The Perils of Zero Gravity

As imposing as the problems of extended space flight seem, most experts are confident that humans can survive the journey to Mars. But in what shape will they be when they get there? Says NASA Physicist Wendell Mendell: "It doesn't do you much good to deliver a human to the Martian surface if that human is inert for a time after landing."

Despite the experience gained from Apollo moon shots and the longer Skylab missions, U.S. doctors have some doubts about the ability of humans to withstand the effects not only of prolonged weightlessness but also of the transitions from gravity on earth (one G) to zero G in space to 0.38 G on Mars. "We're nowhere near ready to send a human to Mars," says Dr. Michael Bungo, director of NASA's Space Biomedical Research Institute at the Johnson Space Center. "We've got years more of basic research to do."

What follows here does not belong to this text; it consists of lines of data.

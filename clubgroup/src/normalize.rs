//! Text normalization for search tokens.
//!
//! A [`Normalizer`] folds diacritics and case so that a group named
//! "Đội Tình nguyện" can be found by typing "doi tinh nguyen".

use std::fmt::Debug;

/// Error raised when a text cannot be normalized
#[derive(Debug, Clone, PartialEq, Eq, thiserror::Error)]
pub enum DerivationError {
    /// The input contains characters that cannot appear in a search token
    #[error("Malformed input at char {position}: {reason}")]
    Malformed { position: usize, reason: String },

    /// Normalizer-specific failure
    #[error("Normalization failed: {0}")]
    Other(String),
}

/// Pure text-to-token function: diacritic folding plus case folding
pub trait Normalizer: Send + Sync + Debug {
    /// Normalize `text` into its folded form
    fn normalize(&self, text: &str) -> Result<String, DerivationError>;
}

/// Default normalizer folding Vietnamese (and other Latin combining) diacritics
#[derive(Debug, Clone, Copy, Default)]
pub struct VietnameseFolding;

impl VietnameseFolding {
    pub fn new() -> Self {
        Self
    }
}

impl Normalizer for VietnameseFolding {
    fn normalize(&self, text: &str) -> Result<String, DerivationError> {
        let mut folded = String::with_capacity(text.len());

        for (position, c) in text.chars().enumerate() {
            if c.is_control() && !matches!(c, '\t' | '\n' | '\r') {
                return Err(DerivationError::Malformed {
                    position,
                    reason: format!("control character U+{:04X}", c as u32),
                });
            }
            for lower in c.to_lowercase() {
                if let Some(base) = fold_char(lower) {
                    folded.push(base);
                }
            }
        }

        Ok(folded)
    }
}

/// Map a lowercase character to its unaccented base, `None` for bare combining marks
fn fold_char(c: char) -> Option<char> {
    let base = match c {
        'à' | 'á' | 'ạ' | 'ả' | 'ã' | 'â' | 'ầ' | 'ấ' | 'ậ' | 'ẩ' | 'ẫ' | 'ă' | 'ằ' | 'ắ'
        | 'ặ' | 'ẳ' | 'ẵ' | 'ä' | 'å' => 'a',
        'è' | 'é' | 'ẹ' | 'ẻ' | 'ẽ' | 'ê' | 'ề' | 'ế' | 'ệ' | 'ể' | 'ễ' | 'ë' => 'e',
        'ì' | 'í' | 'ị' | 'ỉ' | 'ĩ' | 'î' | 'ï' => 'i',
        'ò' | 'ó' | 'ọ' | 'ỏ' | 'õ' | 'ô' | 'ồ' | 'ố' | 'ộ' | 'ổ' | 'ỗ' | 'ơ' | 'ờ' | 'ớ'
        | 'ợ' | 'ở' | 'ỡ' | 'ö' => 'o',
        'ù' | 'ú' | 'ụ' | 'ủ' | 'ũ' | 'ư' | 'ừ' | 'ứ' | 'ự' | 'ử' | 'ữ' | 'û' | 'ü' => 'u',
        'ỳ' | 'ý' | 'ỵ' | 'ỷ' | 'ỹ' | 'ÿ' => 'y',
        'đ' => 'd',
        'ç' => 'c',
        'ñ' => 'n',
        // Combining diacritical marks left over from decomposed input
        '\u{0300}'..='\u{036F}' => return None,
        other => other,
    };
    Some(base)
}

Soviet space doctors seem more sanguine. While no American has stayed in space for more than three months, the Soviets have repeatedly staged manned flights of longer duration, capped by the 326-day stay of Cosmonaut Yuri Romanenko last year aboard the orbiting space station Mir. "The experience of that flight," says Dr. Arkadi Ushakov of the Soviet Academy of Sciences, "testifies that we should be optimistic about long-duration space flight. Our knowledge in the field of weightlessness is growing, and we are learning what countermeasures need to be taken to ensure health and safety."

Ushakov believes that two effects of prolonged weightlessness, calcium loss in bones and muscle atrophy, can be largely prevented by exercise. A strict regimen on a treadmill helped keep Romanenko's muscle tone and reduced the calcium loss to a degree that Ushakov calls insignificant. But other effects attributed to weightlessness are still cause for concern. "There is a general weakening of the immune system in a long-duration flight," Ushakov says. "When this happens, there is a danger that every microorganism present in the ship can cause infection."

The Soviets have also detected changes in metabolic rates, which they say accelerate arteriosclerosis. Then there is the problem of neuromuscular control. Cosmonauts returning to earth after long flights have had trouble performing simple tasks like throwing a ball. Arriving on Mars, space travelers might be unable to carry out assignments.

The solution, many scientists believe, is to impart artificial gravity -- in the form of centrifugal force -- to the spacecraft. This might be accomplished by spinning a very large craft around its own axis. Other schemes envision three ships hooked together in a cartwheel-like arrangement that makes three revolutions per minute, or two vehicles attached by a half-mile-long tether rotating through space as the entire system speeds toward Mars. Still another idea is to schedule a daily workout for each crew member inside an on-board centrifuge, where resisting the centrifugal force would simulate working in gravity.

Apollo 11 Astronaut Michael Collins foresees some technical difficulties in such simulation. "Spinning wouldn't take that much power," he says. "But it still complicates things immeasurably from an engineering point of view." He notes that imparting spin to a Mars-bound craft could make both navigation and communication more difficult.

Space Scientist Carol Stoker, at NASA's Ames Research Center in California, points out that there would be benefits of artificial gravity beyond the physiological ones. "Toilets would flush properly, things wouldn't float in the air, and just think of surgery in zero gravity," she muses. Malcolm Cohen, chief of the neuroscience branch at Ames, worries about the possible physiological effects of rotation. "Weightlessness is the devil we know," he says, "and we have some idea how to overcome its effects. But artificial gravity in space is a devil we don't know well." Still, he concludes, "it's certainly an option we can't reject."